Using the 2017 CoC Competition to Strengthen Connections to Housing for Survivors of Domestic Violence

August 9, 2017

Community leaders across the country are bringing partners together to ensure that they are leveraging every opportunity to use the 2017 Continuum of Care Program Competition to improve access to housing and service supports for individuals experiencing homelessness. Domestic violence is a leading cause of homelessness among families with children, and so it is important for domestic violence service providers to be actively engaged in assessing those opportunities.

This year’s Notice of Funding Availability (NOFA) outlines opportunities for CoCs to ensure domestic violence service providers are intentionally engaged in efforts to prevent and end homelessness. Below, you’ll also find additional strategies recommended by our team at USICH. Stronger partnerships across providers and systems can facilitate better access to housing supports and services for survivors seeking assistance and will strengthen communities’ efforts to end homelessness for people who are victims and survivors of trauma.

In the 2017 NOFA , our partners at HUD identified four key ways CoC lead organizations, homelessness services and housing providers, and domestic violence service providers can strengthen their collaboration and partnerships:

Board Participation: HUD encourages CoCs to ensure that victim service providers are involved as voting members of the CoC board, in line with other recommendations to demonstrate a broad array of community-wide partnerships. We also recommend that victim service providers strengthen partnerships by inviting representatives from other CoC-funded organizations to participate on their boards as well.

Training: HUD highlights the opportunity for CoCs and coordinated entry leads to seek training on best practices in serving survivors of domestic violence. This includes cross-training among providers on topics such as: trauma-informed care, landlord engagement, Housing First, housing search services, connections to mainstream services and supports, victim data security concerns, and data security regulations outlined in the Violence Against Women Act, among a variety of other topics. Training resources and technical assistance on these and other topics are also available through the Domestic Violence and Housing Technical Assistance Consortium , which is funded by HUD and the Departments of Justice and Health and Human Services.

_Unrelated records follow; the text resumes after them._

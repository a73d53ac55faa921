//! Engine configuration types

use std::collections::BTreeMap;
use std::path::{Path, PathBuf};

use serde::{Deserialize, Serialize};

use darkmagic_application::descriptor::InjectPolicy;
use darkmagic_application::options::{InjectorOptions, Override};
use darkmagic_domain::value_objects::{Artifact, Locator, Value};

use crate::constants::{DEFAULT_LIB_DIR, FALLBACK_LIB_DIR};

/// What an override entry in `[engine.overrides]` supplies
///
/// `{ locator = "..." }` re-fetches through the loader; anything else is
/// injected as a JSON value.
#[derive(Debug, Clone, PartialEq, Serialize, Deserialize)]
#[serde(untagged)]
pub enum OverrideConfig {
    /// Loader locator
    Locator {
        /// Locator as issued by the loader
        locator: String,
    },
    /// Literal value
    Value(serde_json::Value),
}

impl OverrideConfig {
    /// Convert into the engine's override form
    pub fn to_override(&self) -> Override {
        match self {
            Self::Locator { locator } => Override::Locator(Locator::new(locator.as_str())),
            Self::Value(value) => Override::Artifact(Artifact::Value(Value::from(value.clone()))),
        }
    }
}

/// Resolution engine configuration
#[derive(Debug, Clone, PartialEq, Serialize, Deserialize)]
#[serde(default)]
pub struct EngineConfig {
    /// Directories searched for local artifacts, highest priority first
    pub search_paths: Vec<PathBuf>,

    /// Invoke producers found under the search paths
    pub auto_inject_local_factories: bool,

    /// Invoke producers found through the package lookup
    pub auto_inject_external_factories: bool,

    /// Names resolved without searching
    pub overrides: BTreeMap<String, OverrideConfig>,
}

impl Default for EngineConfig {
    fn default() -> Self {
        let policy = InjectPolicy::default();
        Self {
            search_paths: default_search_paths(),
            auto_inject_local_factories: policy.auto_inject_local_factories,
            auto_inject_external_factories: policy.auto_inject_external_factories,
            overrides: BTreeMap::new(),
        }
    }
}

impl EngineConfig {
    /// Auto-injection policy described by this configuration
    pub fn policy(&self) -> InjectPolicy {
        InjectPolicy {
            auto_inject_local_factories: self.auto_inject_local_factories,
            auto_inject_external_factories: self.auto_inject_external_factories,
        }
    }

    /// Injector options described by this configuration
    pub fn injector_options(&self) -> InjectorOptions {
        InjectorOptions {
            search_paths: self.search_paths.clone(),
            policy: self.policy(),
            overrides: self
                .overrides
                .iter()
                .map(|(name, entry)| (name.clone(), entry.to_override()))
                .collect(),
        }
    }
}

/// `lib` when it is a directory, otherwise `../lib` when that is one
pub fn default_search_paths() -> Vec<PathBuf> {
    [DEFAULT_LIB_DIR, FALLBACK_LIB_DIR]
        .into_iter()
        .map(Path::new)
        .find(|dir| dir.is_dir())
        .map(|dir| vec![dir.to_path_buf()])
        .unwrap_or_default()
}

Statistics and Data: HUD encourages communities to analyze statistics and data on the scope and prevalence of domestic violence as a driver of homelessness within planning processes. HUD-funded and non-HUD-funded domestic violence programs alike should be partners in these processes. Aggregate data from databases that are comparable to HMIS or other non-personally identifiable aggregate data can help homelessness service providers and domestic violence service providers assess the unmet needs and gaps in their community’s programs and resources in order to inform their 2017 CoC application decision-making process.

Safety Planning: In the NOFA, CoCs are encouraged to integrate safety planning protocols into coordinated assessment procedures, which CoCs are required to have operational by January 23, 2018, in accordance with HUD’s Coordinated Entry Notice . Systemically integrating safety planning will ensure that domestic violence service providers, other homelessness services and housing providers, and coordinated entry leads have clear guidance on how they can and should refer between systems to expand access to housing and services for survivors.

We also recommend that CoCs engage domestic violence service providers and advocates that are establishing or improving processes for referrals for services and housing in strengthening point-in-time counts of people experiencing homelessness, and in ensuring that survivors experiencing homelessness are captured in the community’s aggregated data.

Using CoC Planning to Expand Housing Options

Once communities have assessed the scope of unmet housing needs for those fleeing and attempting to flee domestic violence in their community, local organizations should also explore opportunities to use the 2017 CoC Program Competition to expand housing options for survivors, if needed.

The new Joint Transitional Housing and Permanent Housing-Rapid Rehousing Project Component type may be particularly well-suited to survivors of domestic violence, among other specific populations. This project type is structured to ensure that there is capacity for low-barrier, temporary housing for participants that prefer interim housing (due to safety concerns or closer connections to services, among other personal preferences), as well as rapid re-housing, to seamlessly connect participants to permanent housing as soon as they express a desire to pursue such housing.

Employing joint component project models would also allow providers who are currently providing transitional housing for survivors of domestic violence to also offer short- or medium-term rental assistance for households seeking permanent housing. We encourage providers to use this opportunity to explore mechanisms to ensure that, once placed in permanent housing, survivors can maintain access to the services needed to achieve safety and stability in permanent housing. As with previous years, housing providers not currently funded by the CoC program may be able to apply for funding to expand the number of beds, units, or services provided in their program.

Lastly, it’s important to clarify for providers—in both homelessness services and victim service programs—that, HUD’s definition of homelessness includes individuals and families fleeing or attempting to flee domestic violence who lack the resources and support networks to obtain permanent housing on their own. They are eligible for many CoC-funded housing and service projects, including rapid re-housing and joint component projects funded in the FY 2017 Competition.

We know that domestic violence is a leading cause of homelessness among families. We hope that your community is taking advantage of the opportunities outlined above to expand access to critical services and supports for individuals and families experiencing homelessness who are impacted by domestic violence.